Investment capital is at most an unsecured loan (nothing is put up against the loan, like a car or a house, so if it fails, you get nothing).  In this case it would depend on how broadly you define "loan." If unsecured loans with no guarantees of repayments are ok, venture capital will still be ok. However, since credit cards are also unsecured loans...


Quote
Would it kill millions of people?

Only in so much as it will severely stifle and slow down economic and scientific development. People will keep dying because new medicines, and new technologies for water filtration, food, housing, and communication will take longer to get invented, built, and delivered. If I come up with a new water filtration system, and can sell it for a 20% profit, my options are:
Take out a multi million dollar loan to set up a factory to produce them by the thousands, then pay off the loan over five to ten years, keep a few $100k profit for myself, and use that money on some other invention, OR
Not having access to loans, make the filters in mygarage one at a time, save up the %20 profits for many years, and maybe afer many many years be able to afford  a factory to make them, but by then either someone else will have invented a better filter, or the customer base would have died off due to bad water.

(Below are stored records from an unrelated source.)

//! `//wsdl:message` and its parts

use super::attr;
use crate::model::{Message, Part};
use crate::names::strip_namespace;
use crate::namespaces::{descendants, Ns};
use roxmltree::Node;

pub(super) fn extract(root: Node<'_, '_>) -> Vec<Message> {
    descendants(root, Ns::Wsdl, "message")
        .map(|message| Message {
            name: attr(message, "name"),
            parts: descendants(message, Ns::Wsdl, "part")
                .map(|part| Part {
                    name: attr(part, "name"),
                    element: strip_namespace(part.attribute("element")),
                    type_ref: strip_namespace(part.attribute("type")),
                })
                .collect(),
        })
        .collect()
}

#[cfg(test)]
mod tests {
    use super::*;
    use roxmltree::Document;

    #[test]
    fn test_messages_keep_order_and_duplicates() {
        let doc = Document::parse(
            r#"<definitions xmlns="http://schemas.xmlsoap.org/wsdl/">
                 <message name="GetUserRequest">
                   <part name="parameters" element="tns:UserRequestType"/>
                 </message>
                 <message name="Legacy">
                   <part name="id" type="xsd:int"/>
                   <part name="note"/>
                 </message>
                 <message name="Legacy"/>
               </definitions>"#,
        )
        .unwrap();

        let messages = extract(doc.root());
        let names: Vec<_> = messages.iter().map(|m| m.name.as_str()).collect();
        assert_eq!(names, vec!["GetUserRequest", "Legacy", "Legacy"]);

        assert_eq!(messages[0].parts[0].element, "UserRequestType");
        assert_eq!(messages[1].parts[0].type_ref, "int");
        assert_eq!(messages[1].parts[1], Part { name: "note".into(), ..Default::default() });
    }
}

Bottom line is, loans are a good thing. Irresponsible people who take out loans they can't afford, and who take on loans without even taking the time to understand finances, is the bad thing.


Title: Re: Bitcoin, debt as deep as the banks couldn't have imagined.
Post by: runeks on February 07, 2012, 07:01:56 PM
I wonder what would happen to the world if borrowing currency became illegal. Not just no interest on loans, but no loans on currency to begin with.
I think the definition of a "currency" would broaden significantly if this were to happen.


Title: Re: Bitcoin, debt as deep as the banks couldn't have imagined.
Post by: MPOE-PR on February 29, 2012, 10:21:52 AM
Quote
Bitcoins at this point in time are risky to even own.  They swing wildly from day to day.  I could lend 5btc and in return get 4btc back if btc raises in value.  I still do get a healthy return.

Options are the answer of course.


Title: Re: Bitcoin, debt as deep as the banks couldn't have imagined.
Post by: hashman on February 29, 2012, 11:51:45 AM
I wonder what would happen to the world if borrowing currency became illegal. Not just no interest on loans, but no loans on currency to begin with.

That is, you only have what people give you, or you create yourself (through labor) -

Would it improve human relationships?

Would it destroy the idea of raising capital?

Would it kill millions of people?


Like any prohibition of victimless behavior, it would kill a lot of people and create huge problems such as corruption, monopolies, incarceration and all the associated problems.  This is very basic psychology.  Interest rates would go up, but people will not stop lending or borrowing.  Everyone suffers, even the few who get rich with their overpriced black market services.  I was hoping we could move past this kind of idiocy soon.